Nach Angaben des Beschuldigten hatte sich der Schuss, der den Rekruten tötete, versehentlich gelöst, als er gestolpert sei und sich am Abzug seines Sturmgewehres festgehalten habe. Der Vorfall ereignete sich am 9. Oktober im Ruheraum eines Wachcontainers der Kaserne in Wien-Leopoldstadt. 105 Tage saß Ali Ü. danach unter Mordverdacht in U-Haft.
Nach einer Tatrekonstruktion im Jänner kam der Soldat auf freien Fuß, was vom Gericht mit dem Wegfall des dringenden Tatverdachts in Richtung Mord begründet wurde. Gegen diese Entscheidung erhob die Staatsanwaltschaft Beschwerde beim Oberlandesgericht. Nach sechs Wochen in Freiheit ging er wieder, halb freiwillig, ins Gefängnis. „Das Drama war ein Unfall“, beteuerte er gegenüber der „Krone“.
Video: Verdächtiger sitzt erneut in U-Haft
Mordanklage eingebracht
Gerichtssprecherin Christina Salzborn erklärte jetzt, dass am Donnerstag eine Mordanklage beim Landesgericht eingebracht wurde. „Seitens der Verteidigung besteht die Möglichkeit, gegen die Anklage einen Einspruch zu erheben.“ Erst dann sei die Ausschreibung der Hauptverhandlung möglich, erläuterte Salzborn.
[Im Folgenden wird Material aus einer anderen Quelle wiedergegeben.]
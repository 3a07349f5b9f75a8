//! Query and result set nodes.

use core::fmt;

use super::{Node, NodeList};

/// A possibly schema-qualified object name.
#[derive(Debug, Clone, PartialEq, Eq, Hash)]
pub struct TableName {
    /// Schema, if written.
    pub schema_name: Option<String>,
    /// Object name, as written.
    pub table_name: String,
}

impl TableName {
    /// Creates an unqualified name.
    #[must_use]
    pub fn new(table_name: impl Into<String>) -> Self {
        Self {
            schema_name: None,
            table_name: table_name.into(),
        }
    }

    /// Creates a schema-qualified name.
    #[must_use]
    pub fn qualified(schema_name: impl Into<String>, table_name: impl Into<String>) -> Self {
        Self {
            schema_name: Some(schema_name.into()),
            table_name: table_name.into(),
        }
    }

    /// Returns `schema.name`, or just the name when unqualified.
    #[must_use]
    pub fn full_name(&self) -> String {
        self.to_string()
    }
}

impl fmt::Display for TableName {
    fn fmt(&self, f: &mut fmt::Formatter<'_>) -> fmt::Result {
        if let Some(schema) = &self.schema_name {
            write!(f, "{schema}.")?;
        }
        f.write_str(&self.table_name)
    }
}

/// A SELECT block.
#[derive(Debug, PartialEq)]
pub struct SelectNode {
    /// Whether DISTINCT was specified.
    pub distinct: bool,
    /// The select list.
    pub result_columns: NodeList,
    /// FROM clause; empty when absent.
    pub from_list: NodeList,
    pub where_clause: Option<Box<Node>>,
    pub group_by_list: Option<NodeList>,
    pub having_clause: Option<Box<Node>>,
}

/// A VALUES clause. Every row has the same width.
#[derive(Debug, PartialEq)]
pub struct ValuesNode {
    pub rows: NodeList,
}

/// One row of a VALUES clause.
#[derive(Debug, PartialEq)]
pub struct RowResultSetNode {
    pub values: NodeList,
}

/// Set operators.
#[derive(Debug, Clone, Copy, PartialEq, Eq)]
pub enum SetOperator {
    Union,
    Intersect,
    Except,
}

impl SetOperator {
    /// Returns the SQL representation of the operator.
    #[must_use]
    pub const fn as_str(&self) -> &'static str {
        match self {
            Self::Union => "UNION",
            Self::Intersect => "INTERSECT",
            Self::Except => "EXCEPT",
        }
    }
}

/// `left UNION [ALL] right` and friends.
#[derive(Debug, PartialEq)]
pub struct SetOperationNode {
    pub operator: SetOperator,
    /// Whether ALL was specified.
    pub all: bool,
    pub left_result_set: Box<Node>,
    pub right_result_set: Box<Node>,
}

/// One select list entry, or one `column = value` of an UPDATE.
#[derive(Debug, PartialEq)]
pub struct ResultColumnNode {
    /// Alias, or the assigned column for UPDATE.
    pub name: Option<String>,
    pub expression: Box<Node>,
}

/// `*` or `t.*` in a select list.
#[derive(Debug, PartialEq)]
pub struct AllResultColumnNode {
    pub table_name: Option<TableName>,
}

/// A table in a FROM clause.
#[derive(Debug, PartialEq)]
pub struct FromBaseTableNode {
    pub table_name: TableName,
    pub correlation_name: Option<String>,
}

/// A derived table: `(SELECT ...) AS alias`.
#[derive(Debug, PartialEq)]
pub struct FromSubqueryNode {
    pub subquery: Box<Node>,
    pub correlation_name: String,
}

/// Join types.
#[derive(Debug, Clone, Copy, PartialEq, Eq)]
pub enum JoinType {
    Inner,
    LeftOuter,
    RightOuter,
    FullOuter,
    Cross,
}

impl JoinType {
    /// Returns the SQL representation of the join type.
    #[must_use]
    pub const fn as_str(&self) -> &'static str {
        match self {
            Self::Inner => "INNER JOIN",
            Self::LeftOuter => "LEFT JOIN",
            Self::RightOuter => "RIGHT JOIN",
            Self::FullOuter => "FULL JOIN",
            Self::Cross => "CROSS JOIN",
        }
    }
}

/// A join of two FROM entries.
#[derive(Debug, PartialEq)]
pub struct JoinNode {
    pub join_type: JoinType,
    pub left_result_set: Box<Node>,
    pub right_result_set: Box<Node>,
    /// ON condition.
    pub join_clause: Option<Box<Node>>,
    /// USING column list.
    pub using_clause: Option<NodeList>,
}

/// Where NULLs sort.
#[derive(Debug, Clone, Copy, PartialEq, Eq)]
pub enum NullOrdering {
    First,
    Last,
}

impl NullOrdering {
    /// Returns the SQL representation.
    #[must_use]
    pub const fn as_str(&self) -> &'static str {
        match self {
            Self::First => "NULLS FIRST",
            Self::Last => "NULLS LAST",
        }
    }
}

/// An ORDER BY entry.
#[derive(Debug, PartialEq)]
pub struct OrderByColumnNode {
    pub expression: Box<Node>,
    pub ascending: bool,
    pub nulls: Option<NullOrdering>,
}

#[cfg(test)]
mod tests {
    use super::*;

    #[test]
    fn test_table_name_display() {
        assert_eq!(TableName::new("users").to_string(), "users");
        assert_eq!(
            TableName::qualified("app", "users").full_name(),
            "app.users"
        );
    }
}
Prozesstermin gibt es daher noch keinen.
„Mit der Waffe ,blöd gespielt‘“?
Der Verdächtige erklärte, dass ihm während der Wache das Gewehr auf den Boden geknallt sei. Der Todesschuss soll durch einen Unfall - einen „Stolperer“ im Ruheraum - gefallen sein, als beide rauchen gehen wollten. Dafür muss allerdings die Kriegswaffe entsichert sein und es muss der Schuss ausgelöst werden. „Es kann sein, dass sich der junge Mann zuvor mit der Waffe ,blöd gespielt‘ hat“, erklärte Anwalt Manfred Arbacher-Stöger.
Kein Einspruch
Die Verteidigung werde gegen die Mordanklage keinen Einspruch erheben, sagte der Rechtsvertreter des Soldaten, Manfred Arbesser-Stöger. Man gehe aber „nach wie vor von Fahrlässigkeit aus“, so der Anwalt.
Gutachten über Sturmgewehr
Im Zuge der Ermittlungen war auch ein Gutachten über die Standardwaffe des Bundesheeres, das StG77, erstellt worden. Dabei wurde auch festgestellt, dass ein Repetieren - also ein Durchladen - der Waffe beim Zu-Boden-Fallen möglich ist. Ein Zusammenhang mit einer tatsächlichen Schussabgabe besteht dadurch aber freilich nicht.